As the district attorney who prosecuted the 1973 case against Woodfox, Sinquefield stands to be tainted by revelations that the state's key witnesses were compromised—and that he failed to provide key information to the defense team. Magistrate Judge Noland has already criticized Sinquefield's behavior in Woodfox's 1998 trial, where he was called as a witness. After Brown's testimony had been read into the record, Sinquefield, who's now the chief assistant district attorney for East Baton Rouge Parish, took the stand to describe the dead witness' delivery of his original testimony. Brown, said Sinquefield, had "testified in a good, strong voice, he was very open, he was very spontaneous, he answered questions quickly, and he was very fact specific." He also declared, "I was proud of the way he testified. I thought it took a lot of courage."
In her report, Noland pointed out that Sinquefield's testimony was highly unorthodox. She noted that "a prosecutor's statements suggesting that he has personal knowledge of a witness's credibility" meets the Supreme Court's criteria for "egregious prosecutorial misconduct."
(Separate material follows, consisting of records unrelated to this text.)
#[cfg(test)]
#[path = "../../tests/unit/format/problem_test.rs"]
mod problem_test;

use crate::models::common::{Demand, Duration, Location, TimeWindow};
use crate::models::problem::{Job, JobKind, Problem, TransportCost, Vehicle, VehicleBreak, VehicleCostParams};
use crate::utils::InputError;
use rustc_hash::FxHashSet;
use serde::{Deserialize, Serialize};
use std::io::{BufReader, Read};
use std::sync::Arc;

/// Specifies a problem instance.
#[derive(Clone, Debug, Deserialize, Serialize)]
#[serde(rename_all = "camelCase")]
pub struct InstanceDefinition {
    /// Available vehicles.
    pub vehicles: Vec<VehicleDefinition>,
    /// Jobs to be served.
    pub jobs: Vec<JobDefinition>,
}

/// Specifies a vehicle.
#[derive(Clone, Debug, Deserialize, Serialize)]
#[serde(rename_all = "camelCase")]
pub struct VehicleDefinition {
    /// Vehicle id.
    pub id: String,
    /// Start location index.
    pub start_location: isize,
    /// End location index, route is open when omitted.
    #[serde(skip_serializing_if = "Option::is_none")]
    pub end_location: Option<isize>,
    /// Vehicle capacity, unlimited when omitted.
    #[serde(skip_serializing_if = "Option::is_none")]
    pub capacity: Option<Demand>,
    /// Vehicle skills.
    #[serde(skip_serializing_if = "Option::is_none")]
    pub skills: Option<Vec<String>>,
    /// Alternative skill sets.
    #[serde(skip_serializing_if = "Option::is_none")]
    pub alternative_skills: Option<Vec<Vec<String>>>,
    /// Vehicle costs.
    #[serde(skip_serializing_if = "Option::is_none")]
    pub costs: Option<VehicleCostsDefinition>,
    /// A multiplier of job setup durations.
    #[serde(skip_serializing_if = "Option::is_none")]
    pub setup_time_coefficient: Option<f64>,
    /// Vehicle shift.
    #[serde(skip_serializing_if = "Option::is_none")]
    pub shift: Option<ShiftDefinition>,
    /// Driver break.
    #[serde(rename = "break", skip_serializing_if = "Option::is_none")]
    pub vehicle_break: Option<BreakDefinition>,
}

/// Specifies vehicle costs, omitted values fall back to defaults.
#[derive(Clone, Debug, Default, Deserialize, Serialize)]
#[serde(rename_all = "camelCase")]
pub struct VehicleCostsDefinition {
    /// Fixed cost.
    #[serde(skip_serializing_if = "Option::is_none")]
    pub fixed: Option<f64>,
    /// Cost per distance unit.
    #[serde(skip_serializing_if = "Option::is_none")]
    pub per_distance: Option<f64>,
    /// Cost per time unit.
    #[serde(skip_serializing_if = "Option::is_none")]
    pub per_time: Option<f64>,
    /// Cost per setup time unit.
    #[serde(skip_serializing_if = "Option::is_none")]
    pub per_setup_time: Option<f64>,
}

/// Specifies vehicle shift.
#[derive(Clone, Debug, Deserialize, Serialize)]
pub struct ShiftDefinition {
    /// Shift start.
    pub start: f64,
    /// Shift end.
    pub end: f64,
}

/// Specifies a driver break.
#[derive(Clone, Debug, Deserialize, Serialize)]
#[serde(rename_all = "camelCase")]
pub struct BreakDefinition {
    /// Time window when break can start as `[start, end]`.
    pub time_window: [f64; 2],
    /// Break duration.
    pub duration: Duration,
}

/// Specifies job kind.
#[derive(Clone, Copy, Debug, Default, Deserialize, Serialize, PartialEq, Eq)]
#[serde(rename_all = "lowercase")]
pub enum JobKindDefinition {
    /// A delivery job.
    #[default]
    Delivery,
    /// A pickup job.
    Pickup,
}

/// Specifies a job.
#[derive(Clone, Debug, Deserialize, Serialize)]
#[serde(rename_all = "camelCase")]
pub struct JobDefinition {
    /// Job id.
    pub id: String,
    /// Job kind, delivery when omitted.
    #[serde(default)]
    pub kind: JobKindDefinition,
    /// Location index.
    pub location: isize,
    /// Job demand.
    #[serde(skip_serializing_if = "Option::is_none")]
    pub demand: Option<Demand>,
    /// Service duration.
    #[serde(skip_serializing_if = "Option::is_none")]
    pub duration: Option<Duration>,
    /// Setup duration.
    #[serde(skip_serializing_if = "Option::is_none")]
    pub setup_duration: Option<Duration>,
    /// Time windows as `[start, end]` pairs.
    #[serde(skip_serializing_if = "Option::is_none")]
    pub time_windows: Option<Vec<[f64; 2]>>,
    /// Required skills.
    #[serde(skip_serializing_if = "Option::is_none")]
    pub skills: Option<Vec<String>>,
}

/// Reads instance definition from json.
pub fn deserialize_instance<R: Read>(reader: BufReader<R>) -> Result<InstanceDefinition, InputError> {
    serde_json::from_reader(reader)
        .map_err(|err| InputError::InconsistentInstance(format!("cannot deserialize instance: '{err}'")))
}

/// Reads a problem from json using given transport costs.
pub fn read_problem<R: Read>(
    reader: BufReader<R>,
    transport: Arc<dyn TransportCost + Send + Sync>,
) -> Result<Problem, InputError> {
    map_to_problem(deserialize_instance(reader)?, transport)
}

/// Maps instance definition to the problem model, validating its consistency.
pub fn map_to_problem(
    instance: InstanceDefinition,
    transport: Arc<dyn TransportCost + Send + Sync>,
) -> Result<Problem, InputError> {
    let fleet =
        instance.vehicles.into_iter().map(|vehicle| map_vehicle(vehicle).map(Arc::new)).collect::<Result<Vec<_>, _>>()?;
    let jobs = instance.jobs.into_iter().map(|job| map_job(job).map(Arc::new)).collect::<Result<Vec<_>, _>>()?;

    Problem::new(fleet, jobs, transport)
}

fn map_vehicle(vehicle: VehicleDefinition) -> Result<Vehicle, InputError> {
    let defaults = VehicleCostParams::default();
    let costs = vehicle.costs.unwrap_or_default();

    let shift = match vehicle.shift {
        Some(shift) => create_time_window(&vehicle.id, shift.start, shift.end)?,
        None => TimeWindow::max(),
    };

    let vehicle_break = vehicle
        .vehicle_break
        .map(|BreakDefinition { time_window: [start, end], duration }| {
            if duration < 0. {
                return Err(InputError::InconsistentInstance(format!(
                    "negative break duration of vehicle '{}'",
                    vehicle.id
                )));
            }

            Ok(VehicleBreak { time_window: create_time_window(&vehicle.id, start, end)?, duration })
        })
        .transpose()?;

    let capacity = vehicle.capacity.unwrap_or(Demand::MAX);
    if capacity < 0 {
        return Err(InputError::InconsistentInstance(format!("negative capacity of vehicle '{}'", vehicle.id)));
    }

    let skills = vehicle
        .skills
        .into_iter()
        .chain(vehicle.alternative_skills.unwrap_or_default())
        .map(|skills| skills.into_iter().collect::<FxHashSet<_>>())
        .collect();

    Ok(Vehicle {
        start: Location::from_index(vehicle.start_location),
        end: vehicle.end_location.map(Location::from_index),
        capacity,
        skills,
        shift,
        costs: VehicleCostParams {
            fixed: costs.fixed.unwrap_or(defaults.fixed),
            per_distance: costs.per_distance.unwrap_or(defaults.per_distance),
            per_time: costs.per_time.unwrap_or(defaults.per_time),
            per_setup_time: costs.per_setup_time.unwrap_or(defaults.per_setup_time),
            setup_time_coefficient: vehicle.setup_time_coefficient.unwrap_or(defaults.setup_time_coefficient),
        },
        vehicle_break,
        id: vehicle.id,
    })
}

fn map_job(job: JobDefinition) -> Result<Job, InputError> {
    let demand = job.demand.unwrap_or_default();
    if demand < 0 {
        return Err(InputError::InconsistentInstance(format!("negative demand of job '{}'", job.id)));
    }

    let time_windows = job
        .time_windows
        .unwrap_or_default()
        .into_iter()
        .map(|[start, end]| create_time_window(&job.id, start, end))
        .collect::<Result<Vec<_>, _>>()?;

    Ok(Job {
        kind: match job.kind {
            JobKindDefinition::Delivery => JobKind::Delivery,
            JobKindDefinition::Pickup => JobKind::Pickup,
        },
        location: Location::from_index(job.location),
        demand,
        duration: job.duration.unwrap_or_default(),
        setup_duration: job.setup_duration.unwrap_or_default(),
        time_windows,
        skills: job.skills.unwrap_or_default().into_iter().collect(),
        id: job.id,
    })
}

fn create_time_window(id: &str, start: f64, end: f64) -> Result<TimeWindow, InputError> {
    if start > end || start < 0. {
        return Err(InputError::InconsistentInstance(format!("invalid time window [{start}, {end}] of '{id}'")));
    }

    Ok(TimeWindow::new(start, end))
}
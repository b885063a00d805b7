//! Contains command specific extensions.

pub mod solve;
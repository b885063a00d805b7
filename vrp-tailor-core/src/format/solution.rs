#[cfg(test)]
#[path = "../../tests/unit/format/solution_test.rs"]
mod solution_test;

use crate::models::common::{Cost, Timestamp};
use crate::models::problem::Problem;
use crate::models::solution::{Activity, ActivityKind, Solution};
use crate::solver::tracking::SolutionWriter;
use crate::utils::{GenericError, GenericResult};
use serde::{Deserialize, Serialize};
use std::io::{BufWriter, Write};
use std::path::{Path, PathBuf};

/// Specifies a solution.
#[derive(Clone, Debug, Deserialize, Serialize)]
#[serde(rename_all = "camelCase")]
pub struct SolutionDefinition {
    /// Solution cost.
    #[serde(skip_serializing_if = "Option::is_none")]
    pub cost: Option<Cost>,
    /// Solution routes.
    pub routes: Vec<RouteDefinition>,
    /// Ids of unassigned jobs.
    pub unassigned: Vec<String>,
}

/// Specifies a route.
#[derive(Clone, Debug, Deserialize, Serialize)]
#[serde(rename_all = "camelCase")]
pub struct RouteDefinition {
    /// Vehicle id.
    pub vehicle_id: String,
    /// Route activities.
    pub activities: Vec<ActivityDefinition>,
}

/// Specifies activity kind.
#[derive(Clone, Copy, Debug, Deserialize, Serialize, PartialEq, Eq)]
#[serde(rename_all = "lowercase")]
pub enum ActivityKindDefinition {
    /// Route start.
    Start,
    /// Job service.
    Job,
    /// Driver break.
    Break,
    /// Route end.
    End,
}

impl From<ActivityKind> for ActivityKindDefinition {
    fn from(kind: ActivityKind) -> Self {
        match kind {
            ActivityKind::Start => Self::Start,
            ActivityKind::Job => Self::Job,
            ActivityKind::Break => Self::Break,
            ActivityKind::End => Self::End,
        }
    }
}

/// Specifies an activity.
#[derive(Clone, Debug, Deserialize, Serialize)]
#[serde(rename_all = "camelCase")]
pub struct ActivityDefinition {
    /// Activity kind.
    #[serde(rename = "type")]
    pub kind: ActivityKindDefinition,
    /// Job id, omitted for activities other than job service.
    #[serde(skip_serializing_if = "Option::is_none")]
    pub job_id: Option<String>,
    /// Location id, omitted for the end of open route.
    #[serde(skip_serializing_if = "Option::is_none")]
    pub location: Option<String>,
    /// Arrival time.
    pub arrival: Timestamp,
    /// Departure time.
    pub departure: Timestamp,
}

impl From<&Solution> for SolutionDefinition {
    fn from(solution: &Solution) -> Self {
        Self {
            cost: solution.cost,
            routes: solution
                .routes
                .iter()
                .map(|route| RouteDefinition {
                    vehicle_id: route.vehicle.id.clone(),
                    activities: route
                        .activities
                        .iter()
                        .map(|activity| ActivityDefinition {
                            kind: activity.kind.into(),
                            job_id: activity.job.as_ref().map(|job| job.id.clone()),
                            location: activity.location.as_ref().map(|location| location.id().to_string()),
                            arrival: activity.arrival,
                            departure: activity.departure,
                        })
                        .collect(),
                })
                .collect(),
            unassigned: solution.unassigned.iter().map(|job| job.id.clone()).collect(),
        }
    }
}

/// Persists solution as json file. The file is written to a temporary file in the same directory
/// and then renamed, so readers never see a partially written solution.
pub struct JsonSolutionWriter {
    path: PathBuf,
}

impl JsonSolutionWriter {
    /// Creates a new instance of `JsonSolutionWriter`.
    pub fn new(path: impl Into<PathBuf>) -> Self {
        Self { path: path.into() }
    }

    /// Returns the target path.
    pub fn path(&self) -> &Path {
        self.path.as_path()
    }
}

impl SolutionWriter for JsonSolutionWriter {
    fn write(&self, _: &Problem, solution: &Solution) -> GenericResult<()> {
        let dir = match self.path.parent() {
            Some(dir) if !dir.as_os_str().is_empty() => dir,
            _ => Path::new("."),
        };

        let file = tempfile::NamedTempFile::new_in(dir)?;
        {
            let mut writer = BufWriter::new(file.as_file());
            serde_json::to_writer_pretty(&mut writer, &SolutionDefinition::from(solution))
                .map_err(|err| format!("cannot write solution: '{err}'"))?;
            writer.flush()?;
        }
        file.as_file().sync_all()?;

        file.persist(&self.path).map(|_| ()).map_err(|err| {
            GenericError::from(format!("cannot persist solution to '{}': '{}'", self.path.display(), err.error))
        })
    }
}

/// Returns a human readable solution summary: amount of served jobs, job sequence of each route
/// and unassigned jobs.
pub fn get_solution_summary(solution: &Solution) -> String {
    let routes = solution
        .routes
        .iter()
        .map(|route| {
            let mut ids = route.jobs().map(|job| job.id.as_str()).collect::<Vec<_>>();
            ids.dedup();

            let (start, end) = (get_location_id(route.start()), get_location_id(route.end()));

            let stops = std::iter::once(start).chain(ids).chain(std::iter::once(end)).filter(|id| !id.is_empty());

            format!("{}: {}", route.vehicle.id, stops.collect::<Vec<_>>().join(" "))
        })
        .collect::<Vec<_>>();

    let unassigned = solution.unassigned.iter().map(|job| job.id.as_str()).collect::<Vec<_>>();

    let mut lines = vec![format!("Nb delivery : {}", solution.assigned_count())];
    lines.extend(routes);
    lines.push(format!("Unassigned : {}", unassigned.join(" ")));

    lines.join("\n")
}

/// Returns a detailed solution report: schedule of every activity in every route.
pub fn get_solution_report(solution: &Solution) -> String {
    let mut lines = vec![format!("Cost : {}", solution.cost.map_or_else(|| "-".to_string(), |cost| cost.to_string()))];

    solution.routes.iter().for_each(|route| {
        lines.push(format!("Route {} :", route.vehicle.id));
        lines.extend(route.activities.iter().map(|activity| {
            let name = match activity.kind {
                ActivityKind::Start => "start",
                ActivityKind::Job => activity.job.as_ref().map_or("job", |job| job.id.as_str()),
                ActivityKind::Break => "break",
                ActivityKind::End => "end",
            };
            let location = get_location_id(Some(activity));
            let location = if location.is_empty() { "-" } else { location };

            format!("  {name} at {location}: arrival {} departure {}", activity.arrival, activity.departure)
        }));
    });

    lines.join("\n")
}

fn get_location_id(activity: Option<&Activity>) -> &str {
    activity.and_then(|activity| activity.location.as_ref()).map_or("", |location| location.id())
}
Caldwell, for his part, has made clear that he will go to great lengths to keep Woodfox and Wallace in prison, and preferably in solitary confinement (where both men were returned after their brief respite last year). If need be, he says, he will personally prosecute Woodfox for a third time for the Miller murder. And if at any point it looks as if Woodfox will be returned to society—whether on bail or through exoneration—Caldwell has said he intends to launch a prosecution on what he claims are several 40-year-old charges of rape and robbery for which the prisoner was never prosecuted.
Good luck, says Aberle, who notes that Caldwell is referring to an arrest record from the '60s. Such charges were then commonly used to hold black men, he says, but seldom stuck because they had literally been pulled off a list of existing unsolved rape cases. "Nothing ever happened with any of them," Aberle says. Caldwell, he adds, "would have to make a case with witnesses he couldn't come up with 40 years ago."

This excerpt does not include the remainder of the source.